A Rule of Law in Contempt of Modern Conditions
The Conflict Between What Is Declared Legal and What the Conditions Require Is a Big Problem Facing Canadians
— K.C. Adams —
The legality of the Kenney government’s anti-worker Bill 9 will be challenged in the courts and, importantly, it is being challenged outside the courts. In overturning the injunction that allowed the wage reopener arbitration to proceed, the two justices of the Appeals Court abide by outmoded arguments which are in contempt of a modern understanding of the purpose of law to serve the cause of justice. Essentially, the two justices in rejecting the injunction argue that the horse should be permitted to run wild because in due course an opportunity will arise to argue that the barn door should be closed. Where is any concern for the damage to workers and the services they provide? This damage will already have been done long before any court challenge is successful or not.
Labour laws consider workers as a “special interest group” for which the right to a process of collective bargaining provides a defence against powerful interests. This gives the “special interest group” the right under the Charter to organize collectively within what are called reasonable limits determined by those in political control. But workers are not a special interest group; they are the producers of social value on which the people and society rely for their existence. The working class accepts its duty to work and produce, and with this acceptance comes rights.
A problem arises because labour law, the courts and governments do not recognize the dignity, place of honour and rights of workers as the producers of all social value. This refusal creates a conflict between the authority and the modern conditions. That is a big problem facing the people and society, which needs to be addressed and resolved.
Who decides what is in the public and national interest? Who decides and controls whose rights must be upheld and guaranteed as a matter of principle?

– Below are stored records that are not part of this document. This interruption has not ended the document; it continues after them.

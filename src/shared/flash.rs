//! One-shot notices carried across a redirect in a signed cookie.
//!
//! A handler that redirects returns a [`Flash`] with the messages to show;
//! the next page rendered takes them out with [`IncomingFlashes`], which also
//! clears the cookie.

use std::convert::Infallible;
use std::sync::Arc;

use axum::{
    extract::{FromRef, FromRequestParts},
    http::{header, request::Parts, HeaderMap, HeaderValue},
    response::{IntoResponseParts, ResponseParts},
};
use base64::prelude::*;
use hmac::{Hmac, Mac};
use serde::{Deserialize, Serialize};
use sha2::Sha256;

type HmacSha256 = Hmac<Sha256>;

const COOKIE_NAME: &str = "flash";
const COOKIE_ATTRIBUTES: &str = "Path=/; HttpOnly; SameSite=Lax";

#[derive(Debug, Clone, Copy, PartialEq, Eq, Serialize, Deserialize)]
#[serde(rename_all = "lowercase")]
pub enum Level {
    Success,
    Info,
    Warning,
}

#[derive(Debug, Clone, PartialEq, Eq, Serialize, Deserialize)]
pub struct FlashMessage {
    pub level: Level,
    pub message: String,
}

/// HMAC key used to sign flash cookies, derived from `SECRET_KEY`
#[derive(Clone)]
pub struct FlashKey(Arc<[u8]>);

impl FlashKey {
    pub fn new(secret: &str) -> Self {
        Self(Arc::from(secret.as_bytes()))
    }

    fn mac(&self) -> Option<HmacSha256> {
        HmacSha256::new_from_slice(&self.0).ok()
    }

    /// `base64url(json) "." hex(hmac)`
    fn encode(&self, messages: &[FlashMessage]) -> Option<String> {
        let json = serde_json::to_vec(messages).ok()?;
        let payload = BASE64_URL_SAFE_NO_PAD.encode(json);

        let mut mac = self.mac()?;
        mac.update(payload.as_bytes());
        let signature = hex::encode(mac.finalize().into_bytes());

        Some(format!("{}.{}", payload, signature))
    }

    /// Returns `None` for tampered, truncated or foreign values
    fn decode(&self, value: &str) -> Option<Vec<FlashMessage>> {
        let (payload, signature) = value.split_once('.')?;
        let signature = hex::decode(signature).ok()?;

        let mut mac = self.mac()?;
        mac.update(payload.as_bytes());
        mac.verify_slice(&signature).ok()?;

        let json = BASE64_URL_SAFE_NO_PAD.decode(payload).ok()?;
        serde_json::from_slice(&json).ok()
    }
}

impl std::fmt::Debug for FlashKey {
    fn fmt(&self, f: &mut std::fmt::Formatter<'_>) -> std::fmt::Result {
        f.write_str("FlashKey(***)")
    }
}

/// Outgoing notices, written to the cookie when returned from a handler
#[derive(Debug, Clone)]
pub struct Flash {
    key: FlashKey,
    messages: Vec<FlashMessage>,
}

impl Flash {
    pub fn new(key: FlashKey) -> Self {
        Self {
            key,
            messages: Vec::new(),
        }
    }

    pub fn push(mut self, level: Level, message: impl Into<String>) -> Self {
        self.messages.push(FlashMessage {
            level,
            message: message.into(),
        });
        self
    }

    pub fn success(self, message: impl Into<String>) -> Self {
        self.push(Level::Success, message)
    }

    pub fn info(self, message: impl Into<String>) -> Self {
        self.push(Level::Info, message)
    }

    pub fn warning(self, message: impl Into<String>) -> Self {
        self.push(Level::Warning, message)
    }
}

impl<S> FromRequestParts<S> for Flash
where
    S: Send + Sync,
    FlashKey: FromRef<S>,
{
    type Rejection = Infallible;

    async fn from_request_parts(_parts: &mut Parts, state: &S) -> Result<Self, Self::Rejection> {
        Ok(Self::new(FlashKey::from_ref(state)))
    }
}

impl IntoResponseParts for Flash {
    type Error = Infallible;

    fn into_response_parts(self, mut res: ResponseParts) -> Result<ResponseParts, Self::Error> {
        if self.messages.is_empty() {
            return Ok(res);
        }

        let cookie = self
            .key
            .encode(&self.messages)
            .map(|value| format!("{}={}; {}", COOKIE_NAME, value, COOKIE_ATTRIBUTES))
            .and_then(|cookie| HeaderValue::from_str(&cookie).ok());

        match cookie {
            Some(cookie) => {
                res.headers_mut().append(header::SET_COOKIE, cookie);
            }
            None => tracing::warn!("Dropping flash messages that could not be encoded"),
        }
        Ok(res)
    }
}

/// Notices left by the previous request; consuming them clears the cookie
#[derive(Debug, Clone, Default)]
pub struct IncomingFlashes {
    messages: Vec<FlashMessage>,
    has_cookie: bool,
}

impl IncomingFlashes {
    pub fn messages(&self) -> &[FlashMessage] {
        &self.messages
    }

    fn from_headers(headers: &HeaderMap, key: &FlashKey) -> Self {
        let value = headers
            .get_all(header::COOKIE)
            .iter()
            .filter_map(|v| v.to_str().ok())
            .flat_map(|v| v.split(';'))
            .filter_map(|pair| pair.trim().split_once('='))
            .find(|(name, _)| *name == COOKIE_NAME)
            .map(|(_, value)| value);

        match value {
            Some(value) => Self {
                messages: key.decode(value).unwrap_or_default(),
                has_cookie: true,
            },
            None => Self::default(),
        }
    }
}

impl<S> FromRequestParts<S> for IncomingFlashes
where
    S: Send + Sync,
    FlashKey: FromRef<S>,
{
    type Rejection = Infallible;

    async fn from_request_parts(parts: &mut Parts, state: &S) -> Result<Self, Self::Rejection> {
        Ok(Self::from_headers(&parts.headers, &FlashKey::from_ref(state)))
    }
}

impl IntoResponseParts for IncomingFlashes {
    type Error = Infallible;

    fn into_response_parts(self, mut res: ResponseParts) -> Result<ResponseParts, Self::Error> {
        if self.has_cookie {
            let removal = format!("{}=; {}; Max-Age=0", COOKIE_NAME, COOKIE_ATTRIBUTES);
            if let Ok(value) = HeaderValue::from_str(&removal) {
                res.headers_mut().append(header::SET_COOKIE, value);
            }
        }
        Ok(res)
    }
}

At this time, governments control and rule on behalf of the global oligarchs, such as in the case of Alberta’s Bill 9 or Trudeau’s criminalizing of postal workers or inaction to make sure railways are safe, or any other decision taken. The public and national interest and rights of working people are defined as whatever serves the powerful private interests of the financial oligarchy. This is the clash between authority and the modern conditions that working people must address and resolve.
Workers and their collectives do not accept that governments have a mandate to declare that whatever they do is in the public or national interest or that their rights can be given and taken away through legislation and a rule of law that does not serve the cause of justice. Working people do not accept that governments can claim a mandate to wreck public services, gift the rich with public assets, wage war, and carry out other anti-social assaults in the name of a public and national interest, which they define.
This is why the MLPC calls on them to speak out during this election to say that those claiming such a mandate do not speak in their name.